Polish President Aleksander Kwasniewski said he would seriously examine the criticism of his government’s stand on cooperation with Ukraine in the project to build the Odesa-Brody-Gdansk pipeline. The Polish chief executive made this statement in response to a critical article carried in Warsaw’s leading periodical, Rzeczpospolita, claiming that Warsaw’s political considerations of expediency of laying the Odesa-Brody pipeline to Gdansk have outweighed its economic interests. The newspaper also claims that persons responsible for the project on the Polish side have been charged with financial fraud.
Pres. Kwasniewski has stressed that he remains a staunch supporter of close and active cooperation with Ukraine, reports the Ukrainian BBC service.
The pipeline from Odesa to the Polish port of Gdansk could become one of the oil supply routes from the Caspian oil fields of the Transcaucasus and Central Asia to Western Europe.
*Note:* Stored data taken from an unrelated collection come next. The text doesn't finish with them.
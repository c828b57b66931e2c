/// Trigger and action endpoints
///
/// Both live under a workflow and share its tenant scope. The `config` field
/// is arbitrary JSON; its bytes are stored exactly as submitted and handed
/// back verbatim.

use crate::api::{ApiError, AppState};
use crate::auth::Claims;
use crate::workflow::types::{Action, Trigger};
use axum::{
    extract::{rejection::JsonRejection, Path, State},
    http::StatusCode,
    response::{IntoResponse, Json},
    routing::{get, put},
    Extension, Router,
};
use chrono::{DateTime, Utc};
use serde::{Deserialize, Serialize};
use serde_json::value::RawValue;

/// Request body for trigger create/update
#[derive(Debug, Deserialize)]
pub struct TriggerRequest {
    #[serde(rename = "type", default)]
    pub trigger_type: String,
    #[serde(default)]
    pub config: Option<Box<RawValue>>,
}

/// Request body for action create/update
#[derive(Debug, Deserialize)]
pub struct ActionRequest {
    #[serde(rename = "type", default)]
    pub action_type: String,
    #[serde(default)]
    pub position: i32,
    #[serde(default)]
    pub config: Option<Box<RawValue>>,
}

#[derive(Debug, Serialize)]
pub struct TriggerResponse {
    pub id: String,
    pub workflow_id: String,
    #[serde(rename = "type")]
    pub trigger_type: String,
    pub config: Option<Box<RawValue>>,
    pub created_at: DateTime<Utc>,
}

#[derive(Debug, Serialize)]
pub struct ActionResponse {
    pub id: String,
    pub workflow_id: String,
    #[serde(rename = "type")]
    pub action_type: String,
    pub position: i32,
    pub config: Option<Box<RawValue>>,
    pub created_at: DateTime<Utc>,
}

impl From<Trigger> for TriggerResponse {
    fn from(t: Trigger) -> Self {
        Self {
            config: config_value(&t.config),
            id: t.id,
            workflow_id: t.workflow_id,
            trigger_type: t.trigger_type,
            created_at: t.created_at,
        }
    }
}

impl From<Action> for ActionResponse {
    fn from(a: Action) -> Self {
        Self {
            config: config_value(&a.config),
            id: a.id,
            workflow_id: a.workflow_id,
            action_type: a.action_type,
            position: a.position,
            created_at: a.created_at,
        }
    }
}

/// Stored config bytes back to raw JSON; empty or unparseable bytes read as null
fn config_value(bytes: &[u8]) -> Option<Box<RawValue>> {
    let text = std::str::from_utf8(bytes).ok()?;
    if text.is_empty() {
        return None;
    }
    RawValue::from_string(text.to_string()).ok()
}

/// The submitted config text, byte for byte. An absent config stores nothing.
fn config_bytes(config: Option<&RawValue>) -> Vec<u8> {
    config.map(|raw| raw.get().as_bytes().to_vec()).unwrap_or_default()
}

fn require_type(kind: &str) -> Result<(), ApiError> {
    if kind.trim().is_empty() {
        return Err(ApiError::BadRequest("type is required".to_string()));
    }
    Ok(())
}

/// Create trigger and action routes; mount behind the auth middleware
pub fn create_component_routes() -> Router<AppState> {
    Router::new()
        .route(
            "/api/workflows/{id}/triggers",
            get(list_triggers).post(create_trigger),
        )
        .route(
            "/api/workflows/{id}/triggers/{trigger_id}",
            put(update_trigger).delete(delete_trigger),
        )
        .route(
            "/api/workflows/{id}/actions",
            get(list_actions).post(create_action),
        )
        .route(
            "/api/workflows/{id}/actions/{action_id}",
            put(update_action).delete(delete_action),
        )
}

/// POST /api/workflows/{id}/triggers
/// Body: { "type": "schedule", "config": { ... } }
async fn create_trigger(
    State(state): State<AppState>,
    Extension(claims): Extension<Claims>,
    Path(workflow_id): Path<String>,
    payload: Result<Json<TriggerRequest>, JsonRejection>,
) -> Result<impl IntoResponse, ApiError> {
    let Json(req) = payload?;
    require_type(&req.trigger_type)?;
    let config = config_bytes(req.config.as_deref());

    let trigger = state
        .workflows
        .create_trigger(state.deadline(), &claims.sub, &workflow_id, &req.trigger_type, &config)
        .await?;
    Ok((StatusCode::CREATED, Json(TriggerResponse::from(trigger))))
}

/// GET /api/workflows/{id}/triggers
async fn list_triggers(
    State(state): State<AppState>,
    Extension(claims): Extension<Claims>,
    Path(workflow_id): Path<String>,
) -> Result<Json<Vec<TriggerResponse>>, ApiError> {
    let triggers = state
        .workflows
        .list_triggers(state.deadline(), &claims.sub, &workflow_id)
        .await?;
    Ok(Json(triggers.into_iter().map(TriggerResponse::from).collect()))
}

/// PUT /api/workflows/{id}/triggers/{trigger_id}
async fn update_trigger(
    State(state): State<AppState>,
    Extension(claims): Extension<Claims>,
    Path((workflow_id, trigger_id)): Path<(String, String)>,
    payload: Result<Json<TriggerRequest>, JsonRejection>,
) -> Result<Json<TriggerResponse>, ApiError> {
    let Json(req) = payload?;
    require_type(&req.trigger_type)?;
    let config = config_bytes(req.config.as_deref());

    let trigger = state
        .workflows
        .update_trigger(
            state.deadline(),
            &claims.sub,
            &workflow_id,
            &trigger_id,
            &req.trigger_type,
            &config,
        )
        .await?;
    Ok(Json(trigger.into()))
}

/// DELETE /api/workflows/{id}/triggers/{trigger_id}
async fn delete_trigger(
    State(state): State<AppState>,
    Extension(claims): Extension<Claims>,
    Path((workflow_id, trigger_id)): Path<(String, String)>,
) -> Result<StatusCode, ApiError> {
    state
        .workflows
        .delete_trigger(state.deadline(), &claims.sub, &workflow_id, &trigger_id)
        .await?;
    Ok(StatusCode::NO_CONTENT)
}

/// POST /api/workflows/{id}/actions
/// Body: { "type": "http", "position": 1, "config": { ... } }
async fn create_action(
    State(state): State<AppState>,
    Extension(claims): Extension<Claims>,
    Path(workflow_id): Path<String>,
    payload: Result<Json<ActionRequest>, JsonRejection>,
) -> Result<impl IntoResponse, ApiError> {
    let Json(req) = payload?;
    require_type(&req.action_type)?;
    let config = config_bytes(req.config.as_deref());

    let action = state
        .workflows
        .create_action(
            state.deadline(),
            &claims.sub,
            &workflow_id,
            &req.action_type,
            req.position,
            &config,
        )
        .await?;
    Ok((StatusCode::CREATED, Json(ActionResponse::from(action))))
}

/// GET /api/workflows/{id}/actions
async fn list_actions(
    State(state): State<AppState>,
    Extension(claims): Extension<Claims>,
    Path(workflow_id): Path<String>,
) -> Result<Json<Vec<ActionResponse>>, ApiError> {
    let actions = state
        .workflows
        .list_actions(state.deadline(), &claims.sub, &workflow_id)
        .await?;
    Ok(Json(actions.into_iter().map(ActionResponse::from).collect()))
}

/// PUT /api/workflows/{id}/actions/{action_id}
async fn update_action(
    State(state): State<AppState>,
    Extension(claims): Extension<Claims>,
    Path((workflow_id, action_id)): Path<(String, String)>,
    payload: Result<Json<ActionRequest>, JsonRejection>,
) -> Result<Json<ActionResponse>, ApiError> {
    let Json(req) = payload?;
    require_type(&req.action_type)?;
    let config = config_bytes(req.config.as_deref());

    let action = state
        .workflows
        .update_action(
            state.deadline(),
            &claims.sub,
            &workflow_id,
            &action_id,
            &req.action_type,
            req.position,
            &config,
        )
        .await?;
    Ok(Json(action.into()))
}

/// DELETE /api/workflows/{id}/actions/{action_id}
async fn delete_action(
    State(state): State<AppState>,
    Extension(claims): Extension<Claims>,
    Path((workflow_id, action_id)): Path<(String, String)>,
) -> Result<StatusCode, ApiError> {
    state
        .workflows
        .delete_action(state.deadline(), &claims.sub, &workflow_id, &action_id)
        .await?;
    Ok(StatusCode::NO_CONTENT)
}

#[cfg(test)]
mod tests {
    use super::*;

    #[test]
    fn config_bytes_are_kept_verbatim() {
        let config = r#"{"zeta":1, "alpha":12345678901234567890123,"nested":{"b":[1.50,2]}}"#;
        let body = format!(r#"{{"type":"http","config":{config}}}"#);

        let req: TriggerRequest = serde_json::from_str(&body).unwrap();
        let stored = config_bytes(req.config.as_deref());
        assert_eq!(stored, config.as_bytes());

        let returned = config_value(&stored).unwrap();
        assert_eq!(returned.get(), config);
    }

    #[test]
    fn response_embeds_stored_config_unchanged() {
        let config = r#"{"zeta":1,"alpha":12345678901234567890123}"#;
        let trigger = Trigger {
            id: "t1".to_string(),
            workflow_id: "wf".to_string(),
            trigger_type: "webhook".to_string(),
            config: config.as_bytes().to_vec(),
            created_at: Utc::now(),
        };

        let json = serde_json::to_string(&TriggerResponse::from(trigger)).unwrap();
        assert!(json.contains(&format!(r#""config":{config}"#)), "got {json}");
    }

    #[test]
    fn empty_or_garbage_config_reads_as_null() {
        assert!(config_value(b"").is_none());
        assert!(config_value(b"\xff\xfe").is_none());
        assert!(config_value(b"{not json").is_none());
    }

    #[test]
    fn invalid_config_json_is_rejected() {
        assert!(serde_json::from_str::<TriggerRequest>(r#"{"type":"http","config":{"a":}}"#).is_err());
    }

    #[test]
    fn action_request_defaults() {
        let req: ActionRequest = serde_json::from_str(r#"{"type": "http"}"#).unwrap();
        assert_eq!(req.action_type, "http");
        assert_eq!(req.position, 0);
        assert!(req.config.is_none());
        assert!(config_bytes(req.config.as_deref()).is_empty());
    }
}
With the Baku-Ceyhan (Turkey) pipeline labeled the main Caspian oil transport route, the Odesa-Brody pipeline is seen as its continuation rather than alternative. Meanwhile, the Odesa-Brody-Gdansk route could with time take over part of the oil currently transported from Azerbaijan via the Baku-Novosibirsk line. Moscow has always been ambivalent about the Odesa-Brody project. Now, after an American company released a technical and economic feasibility study of this route, an international consortium is to be set up, which has always been a contentious issue during related talks in Kyiv, Baku, and Warsaw.
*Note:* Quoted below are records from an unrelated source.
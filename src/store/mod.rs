/// Persistence contract
///
/// Business logic is written against these traits only. The SQLite
/// implementation lives in [`sqlite`]; tests can swap in narrow fakes.
///
/// Every lookup or mutation keyed by id that matches no row must return
/// [`StoreError::NotFound`], never an empty success, so callers can map it to
/// their own entity-specific not-found error.

pub mod sqlite;

use crate::auth::types::{User, UserRecord};
use crate::workflow::types::{
    Action, NewRunLog, RunLog, RunStatus, Trigger, Workflow, WorkflowRun,
};
use async_trait::async_trait;
use chrono::{DateTime, Utc};
use thiserror::Error;

pub use sqlite::SqliteStore;

/// Errors surfaced by store implementations
#[derive(Debug, Error)]
pub enum StoreError {
    /// No row matched the key (or the owner/workflow scope)
    #[error("no matching row")]
    NotFound,

    /// A uniqueness constraint rejected the write
    #[error("conflict: {0}")]
    Conflict(String),

    /// The caller's deadline elapsed before the store answered
    #[error("store operation timed out")]
    Timeout,

    /// A stored value could not be decoded into its domain type
    #[error("corrupt row: {0}")]
    Corrupt(String),

    #[error("database error: {0}")]
    Database(#[from] sqlx::Error),
}

/// User persistence consumed by the auth service
#[async_trait]
pub trait UserStore: Send + Sync {
    /// Insert a user. A duplicate email is [`StoreError::Conflict`].
    async fn create_user(&self, email: &str, password_hash: &str) -> Result<User, StoreError>;

    async fn get_user_by_email(&self, email: &str) -> Result<UserRecord, StoreError>;

    async fn get_user_by_id(&self, id: &str) -> Result<User, StoreError>;
}

/// Workflow, trigger, action and run persistence consumed by the manager
///
/// Workflow operations are keyed by `(id, user_id)`; trigger and action
/// mutations by `(id, workflow_id)`.
#[async_trait]
pub trait WorkflowStore: Send + Sync {
    async fn create_workflow(&self, user_id: &str, name: &str) -> Result<Workflow, StoreError>;

    async fn list_workflows_by_user(&self, user_id: &str) -> Result<Vec<Workflow>, StoreError>;

    async fn get_workflow(&self, id: &str, user_id: &str) -> Result<Workflow, StoreError>;

    async fn update_workflow(
        &self,
        id: &str,
        user_id: &str,
        name: &str,
        is_enabled: bool,
    ) -> Result<Workflow, StoreError>;

    /// Delete a workflow; children go with it
    async fn delete_workflow(&self, id: &str, user_id: &str) -> Result<(), StoreError>;

    async fn create_trigger(
        &self,
        workflow_id: &str,
        trigger_type: &str,
        config: &[u8],
    ) -> Result<Trigger, StoreError>;

    async fn list_triggers_by_workflow(&self, workflow_id: &str) -> Result<Vec<Trigger>, StoreError>;

    async fn update_trigger(
        &self,
        id: &str,
        workflow_id: &str,
        trigger_type: &str,
        config: &[u8],
    ) -> Result<Trigger, StoreError>;

    async fn delete_trigger(&self, id: &str, workflow_id: &str) -> Result<(), StoreError>;

    async fn create_action(
        &self,
        workflow_id: &str,
        action_type: &str,
        position: i32,
        config: &[u8],
    ) -> Result<Action, StoreError>;

    /// Actions ordered by position, equal positions in insertion order
    async fn list_actions_by_workflow(&self, workflow_id: &str) -> Result<Vec<Action>, StoreError>;

    async fn update_action(
        &self,
        id: &str,
        workflow_id: &str,
        action_type: &str,
        position: i32,
        config: &[u8],
    ) -> Result<Action, StoreError>;

    async fn delete_action(&self, id: &str, workflow_id: &str) -> Result<(), StoreError>;

    /// Insert a `pending` run with no start or finish time
    async fn create_run(&self, workflow_id: &str, trigger_type: &str) -> Result<WorkflowRun, StoreError>;

    async fn list_runs_by_workflow(&self, workflow_id: &str) -> Result<Vec<WorkflowRun>, StoreError>;

    async fn get_run(&self, id: &str, workflow_id: &str) -> Result<WorkflowRun, StoreError>;

    async fn list_run_logs(&self, run_id: &str) -> Result<Vec<RunLog>, StoreError>;
}

/// The poller's view of the store. Deliberately narrow and cross-tenant.
#[async_trait]
pub trait RunQueue: Send + Sync {
    /// Oldest pending runs first, at most `limit`
    async fn list_pending_runs(&self, limit: u32) -> Result<Vec<WorkflowRun>, StoreError>;

    /// `pending -> running`. A run that is no longer pending is
    /// [`StoreError::NotFound`].
    async fn start_run(&self, id: &str, started_at: DateTime<Utc>) -> Result<WorkflowRun, StoreError>;

    async fn list_actions_by_workflow(&self, workflow_id: &str) -> Result<Vec<Action>, StoreError>;

    async fn insert_run_log(&self, log: &NewRunLog) -> Result<RunLog, StoreError>;

    /// `running -> status`. A run that is not running is
    /// [`StoreError::NotFound`].
    async fn finish_run(
        &self,
        id: &str,
        status: RunStatus,
        finished_at: DateTime<Utc>,
    ) -> Result<WorkflowRun, StoreError>;
}

/// Database liveness check used by `/healthz`
#[async_trait]
pub trait Pinger: Send + Sync {
    async fn ping(&self) -> Result<(), StoreError>;
}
Vice Premier Janusz Stainhof, minister for the economy in the previous Polish government who is responsible for the Odesa-Brody-Gdansk project, told the Ukrainian BBC service after the publication in Rzeczpospolita that he would further support the construction of the pipeline on Polish territory. According to Mr. Stainhof, he knows of no circumstances which could render this pipeline other than advantageous for Poland. On the other hand, nobody has ever made a secret of the fact that Poland will support this project primarily for political reasons.
COMMENTARY
Serhiy MAKSYMENKO, director of the East-West Institute Kyiv Center
As regards the prospects for the Odesa-Brody-Gdansk pipeline, I could say that recent developments indicate a positive trend for Ukraine, with the project gaining more support. As has been rightly noted, the Odesa-Brody-Gdansk route is more a political than economic project. It is not ruled out that for this very reason this article appeared in the Polish newspaper. Today it is obvious that some parties interested in this project have not made a final decision whether to give it the go-ahead within the context of Ukrainian interests or not. In the months to come, which can be termed a transition period, these final decisions will be made. The article could well be designed to obscure the dealings concerning the pipeline. However, only its authors know its true purpose.